[Saved data entries]
- Opening Delimiter -

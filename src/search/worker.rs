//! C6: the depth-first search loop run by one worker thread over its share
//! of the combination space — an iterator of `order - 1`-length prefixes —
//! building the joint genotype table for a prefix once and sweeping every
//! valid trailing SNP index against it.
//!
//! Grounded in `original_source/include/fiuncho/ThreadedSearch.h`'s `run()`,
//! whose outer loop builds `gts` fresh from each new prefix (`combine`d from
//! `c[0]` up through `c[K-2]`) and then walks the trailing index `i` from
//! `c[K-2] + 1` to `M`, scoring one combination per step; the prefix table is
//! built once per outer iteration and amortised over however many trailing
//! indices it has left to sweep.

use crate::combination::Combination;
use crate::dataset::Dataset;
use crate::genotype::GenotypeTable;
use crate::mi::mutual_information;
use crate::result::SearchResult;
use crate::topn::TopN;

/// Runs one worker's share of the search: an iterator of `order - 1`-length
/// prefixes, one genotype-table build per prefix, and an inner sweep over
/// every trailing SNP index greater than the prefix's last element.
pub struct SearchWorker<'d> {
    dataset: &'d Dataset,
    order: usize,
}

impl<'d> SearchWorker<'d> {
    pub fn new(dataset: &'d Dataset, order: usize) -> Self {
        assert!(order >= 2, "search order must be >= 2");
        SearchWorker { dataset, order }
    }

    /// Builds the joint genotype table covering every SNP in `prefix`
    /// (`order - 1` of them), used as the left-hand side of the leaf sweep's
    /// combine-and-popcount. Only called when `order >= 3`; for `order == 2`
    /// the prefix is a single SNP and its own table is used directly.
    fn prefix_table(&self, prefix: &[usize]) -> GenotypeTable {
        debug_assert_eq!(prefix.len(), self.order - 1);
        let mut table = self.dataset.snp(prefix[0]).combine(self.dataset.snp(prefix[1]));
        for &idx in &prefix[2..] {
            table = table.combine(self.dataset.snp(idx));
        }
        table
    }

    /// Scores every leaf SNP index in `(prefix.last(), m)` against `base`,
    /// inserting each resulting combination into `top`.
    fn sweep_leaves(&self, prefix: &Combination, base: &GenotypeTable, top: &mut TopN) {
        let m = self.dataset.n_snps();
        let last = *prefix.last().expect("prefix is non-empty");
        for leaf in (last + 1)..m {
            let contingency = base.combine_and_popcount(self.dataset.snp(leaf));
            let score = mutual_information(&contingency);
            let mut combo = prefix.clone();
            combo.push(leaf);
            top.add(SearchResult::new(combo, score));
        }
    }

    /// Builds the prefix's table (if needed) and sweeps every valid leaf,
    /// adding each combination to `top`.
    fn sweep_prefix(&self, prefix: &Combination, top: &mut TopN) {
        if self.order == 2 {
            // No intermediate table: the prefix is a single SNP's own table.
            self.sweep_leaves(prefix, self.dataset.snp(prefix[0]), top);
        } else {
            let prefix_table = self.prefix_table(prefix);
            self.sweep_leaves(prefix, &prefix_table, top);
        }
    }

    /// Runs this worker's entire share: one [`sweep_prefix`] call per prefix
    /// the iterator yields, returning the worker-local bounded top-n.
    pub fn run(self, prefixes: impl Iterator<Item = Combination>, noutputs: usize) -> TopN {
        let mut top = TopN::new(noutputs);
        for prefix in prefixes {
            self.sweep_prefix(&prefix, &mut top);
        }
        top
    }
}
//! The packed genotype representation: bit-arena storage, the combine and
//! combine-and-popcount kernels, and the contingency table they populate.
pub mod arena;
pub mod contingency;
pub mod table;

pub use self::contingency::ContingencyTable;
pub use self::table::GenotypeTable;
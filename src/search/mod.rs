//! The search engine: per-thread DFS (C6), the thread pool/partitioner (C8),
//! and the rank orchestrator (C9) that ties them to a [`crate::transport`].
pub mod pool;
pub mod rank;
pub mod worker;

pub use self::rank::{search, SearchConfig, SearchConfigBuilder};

- Closing Delimiter -

#### [Brief]
Word for word, output the lines of the data from its first line through the line where "use crate::result::SearchResult;" appears, and stop there.

#### [Result below]
filename src/search/worker.rs
//! C6: the depth-first search loop run by one worker thread over its share
//! of the combination space — an iterator of `order - 1`-length prefixes —
//! building the joint genotype table for a prefix once and sweeping every
//! valid trailing SNP index against it.
//!
//! Grounded in `original_source/include/fiuncho/ThreadedSearch.h`'s `run()`,
//! whose outer loop builds `gts` fresh from each new prefix (`combine`d from
//! `c[0]` up through `c[K-2]`) and then walks the trailing index `i` from
//! `c[K-2] + 1` to `M`, scoring one combination per step; the prefix table is
//! built once per outer iteration and amortised over however many trailing
//! indices it has left to sweep.

use crate::combination::Combination;
use crate::dataset::Dataset;
use crate::genotype::GenotypeTable;
use crate::mi::mutual_information;
use crate::result::SearchResult;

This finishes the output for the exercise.